- [What needs to be done] Look below for the line containing "by start time."; from there, print each line exactly up to and including the line containing "Monday to Saturday", and stop.

※ ※ ※

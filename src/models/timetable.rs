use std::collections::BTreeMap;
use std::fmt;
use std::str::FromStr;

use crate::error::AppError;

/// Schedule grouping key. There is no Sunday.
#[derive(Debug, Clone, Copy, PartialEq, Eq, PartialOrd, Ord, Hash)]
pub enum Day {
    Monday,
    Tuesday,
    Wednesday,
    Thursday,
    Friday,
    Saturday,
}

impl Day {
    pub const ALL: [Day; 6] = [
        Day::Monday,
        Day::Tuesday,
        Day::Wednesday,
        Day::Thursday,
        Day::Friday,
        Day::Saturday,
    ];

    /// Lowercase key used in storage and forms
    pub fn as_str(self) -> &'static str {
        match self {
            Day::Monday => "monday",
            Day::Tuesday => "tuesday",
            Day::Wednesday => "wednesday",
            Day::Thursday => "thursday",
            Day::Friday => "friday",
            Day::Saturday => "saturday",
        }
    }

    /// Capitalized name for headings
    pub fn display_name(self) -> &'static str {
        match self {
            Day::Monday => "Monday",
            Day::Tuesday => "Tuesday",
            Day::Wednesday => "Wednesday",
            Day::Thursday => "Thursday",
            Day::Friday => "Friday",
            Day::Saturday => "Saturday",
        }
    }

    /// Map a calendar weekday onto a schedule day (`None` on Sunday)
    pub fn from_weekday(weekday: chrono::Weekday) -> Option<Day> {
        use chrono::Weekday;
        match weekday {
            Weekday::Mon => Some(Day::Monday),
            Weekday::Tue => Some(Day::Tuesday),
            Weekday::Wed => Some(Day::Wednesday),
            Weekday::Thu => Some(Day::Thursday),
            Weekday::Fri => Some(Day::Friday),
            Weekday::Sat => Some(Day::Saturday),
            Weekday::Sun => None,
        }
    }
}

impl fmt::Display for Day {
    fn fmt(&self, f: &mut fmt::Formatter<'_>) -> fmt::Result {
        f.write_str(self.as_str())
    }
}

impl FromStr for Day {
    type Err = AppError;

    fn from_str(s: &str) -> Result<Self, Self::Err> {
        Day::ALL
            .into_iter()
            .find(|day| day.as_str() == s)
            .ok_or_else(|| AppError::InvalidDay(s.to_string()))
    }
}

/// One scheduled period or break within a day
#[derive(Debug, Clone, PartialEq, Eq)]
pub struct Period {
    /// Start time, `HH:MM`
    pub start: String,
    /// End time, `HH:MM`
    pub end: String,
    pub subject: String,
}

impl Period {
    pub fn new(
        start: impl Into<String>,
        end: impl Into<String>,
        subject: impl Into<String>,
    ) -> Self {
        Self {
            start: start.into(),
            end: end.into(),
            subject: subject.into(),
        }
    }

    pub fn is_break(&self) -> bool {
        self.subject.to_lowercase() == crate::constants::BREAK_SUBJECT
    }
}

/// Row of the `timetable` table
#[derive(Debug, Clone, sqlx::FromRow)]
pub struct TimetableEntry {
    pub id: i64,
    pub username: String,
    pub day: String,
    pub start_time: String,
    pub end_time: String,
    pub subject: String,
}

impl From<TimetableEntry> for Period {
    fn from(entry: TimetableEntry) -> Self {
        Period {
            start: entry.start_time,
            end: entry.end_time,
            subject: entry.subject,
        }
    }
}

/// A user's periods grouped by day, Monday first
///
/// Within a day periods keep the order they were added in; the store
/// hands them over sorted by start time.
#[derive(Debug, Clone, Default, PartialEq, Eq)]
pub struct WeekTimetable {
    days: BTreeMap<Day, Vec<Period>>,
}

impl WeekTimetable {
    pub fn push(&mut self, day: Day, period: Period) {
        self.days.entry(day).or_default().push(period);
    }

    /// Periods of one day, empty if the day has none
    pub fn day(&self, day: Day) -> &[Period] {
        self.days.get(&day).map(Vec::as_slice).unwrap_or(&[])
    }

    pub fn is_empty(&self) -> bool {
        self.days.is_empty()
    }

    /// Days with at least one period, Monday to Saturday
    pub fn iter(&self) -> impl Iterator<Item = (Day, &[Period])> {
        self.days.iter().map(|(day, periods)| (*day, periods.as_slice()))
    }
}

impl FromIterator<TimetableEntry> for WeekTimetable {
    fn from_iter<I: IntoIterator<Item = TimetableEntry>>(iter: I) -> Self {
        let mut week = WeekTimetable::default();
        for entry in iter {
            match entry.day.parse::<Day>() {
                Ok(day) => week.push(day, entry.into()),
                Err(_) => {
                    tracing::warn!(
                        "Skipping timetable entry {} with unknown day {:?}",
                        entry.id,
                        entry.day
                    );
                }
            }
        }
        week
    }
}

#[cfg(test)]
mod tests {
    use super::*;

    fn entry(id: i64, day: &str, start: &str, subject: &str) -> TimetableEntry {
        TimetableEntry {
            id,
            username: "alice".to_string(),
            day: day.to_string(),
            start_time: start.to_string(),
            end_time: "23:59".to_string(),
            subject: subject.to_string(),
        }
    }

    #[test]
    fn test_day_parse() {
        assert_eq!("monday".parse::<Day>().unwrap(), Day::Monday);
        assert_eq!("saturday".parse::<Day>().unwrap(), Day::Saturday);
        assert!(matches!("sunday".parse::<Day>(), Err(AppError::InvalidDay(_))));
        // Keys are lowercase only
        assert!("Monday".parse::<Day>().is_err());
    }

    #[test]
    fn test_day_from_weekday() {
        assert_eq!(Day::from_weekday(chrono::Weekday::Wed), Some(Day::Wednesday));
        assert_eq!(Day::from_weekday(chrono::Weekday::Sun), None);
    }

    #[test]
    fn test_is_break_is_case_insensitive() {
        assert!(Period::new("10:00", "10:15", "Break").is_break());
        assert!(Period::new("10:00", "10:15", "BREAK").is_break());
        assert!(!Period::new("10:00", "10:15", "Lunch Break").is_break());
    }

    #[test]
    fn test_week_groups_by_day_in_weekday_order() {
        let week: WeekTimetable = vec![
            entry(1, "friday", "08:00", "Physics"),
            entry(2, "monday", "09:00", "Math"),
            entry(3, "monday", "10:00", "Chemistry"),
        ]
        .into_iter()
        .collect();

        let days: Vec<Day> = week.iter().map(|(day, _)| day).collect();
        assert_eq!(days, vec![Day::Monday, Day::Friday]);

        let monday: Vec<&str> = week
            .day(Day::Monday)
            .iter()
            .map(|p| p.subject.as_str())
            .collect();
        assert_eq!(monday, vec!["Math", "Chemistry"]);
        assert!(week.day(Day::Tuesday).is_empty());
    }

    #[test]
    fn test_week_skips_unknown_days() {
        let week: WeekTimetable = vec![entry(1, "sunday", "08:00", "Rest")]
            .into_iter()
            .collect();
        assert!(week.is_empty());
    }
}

※ ※ ※

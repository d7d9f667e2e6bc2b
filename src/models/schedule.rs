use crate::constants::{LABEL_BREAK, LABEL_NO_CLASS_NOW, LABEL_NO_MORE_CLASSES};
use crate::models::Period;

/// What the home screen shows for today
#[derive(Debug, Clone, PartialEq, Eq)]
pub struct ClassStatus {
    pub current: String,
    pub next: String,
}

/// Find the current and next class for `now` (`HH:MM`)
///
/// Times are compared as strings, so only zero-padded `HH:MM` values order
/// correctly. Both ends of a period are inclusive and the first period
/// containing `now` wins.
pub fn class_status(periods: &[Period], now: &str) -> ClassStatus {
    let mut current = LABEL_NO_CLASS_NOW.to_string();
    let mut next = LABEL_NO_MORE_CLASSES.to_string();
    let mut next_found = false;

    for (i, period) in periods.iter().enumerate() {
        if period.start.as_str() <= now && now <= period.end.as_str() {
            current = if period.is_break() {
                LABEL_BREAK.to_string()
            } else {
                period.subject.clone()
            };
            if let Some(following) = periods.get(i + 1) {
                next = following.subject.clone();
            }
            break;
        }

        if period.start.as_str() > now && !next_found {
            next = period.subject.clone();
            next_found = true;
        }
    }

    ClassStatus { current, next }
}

※ ※ ※

- [Result below]
/// hands them over sorted by start time.
#[derive(Debug, Clone, Default, PartialEq, Eq)]
pub struct WeekTimetable {
    days: BTreeMap<Day, Vec<Period>>,
}

impl WeekTimetable {
    pub fn push(&mut self, day: Day, period: Period) {
        self.days.entry(day).or_default().push(period);
    }

    /// Periods of one day, empty if the day has none
    pub fn day(&self, day: Day) -> &[Period] {
        self.days.get(&day).map(Vec::as_slice).unwrap_or(&[])
    }

    pub fn is_empty(&self) -> bool {
        self.days.is_empty()
    }

    /// Days with at least one period, Monday to Saturday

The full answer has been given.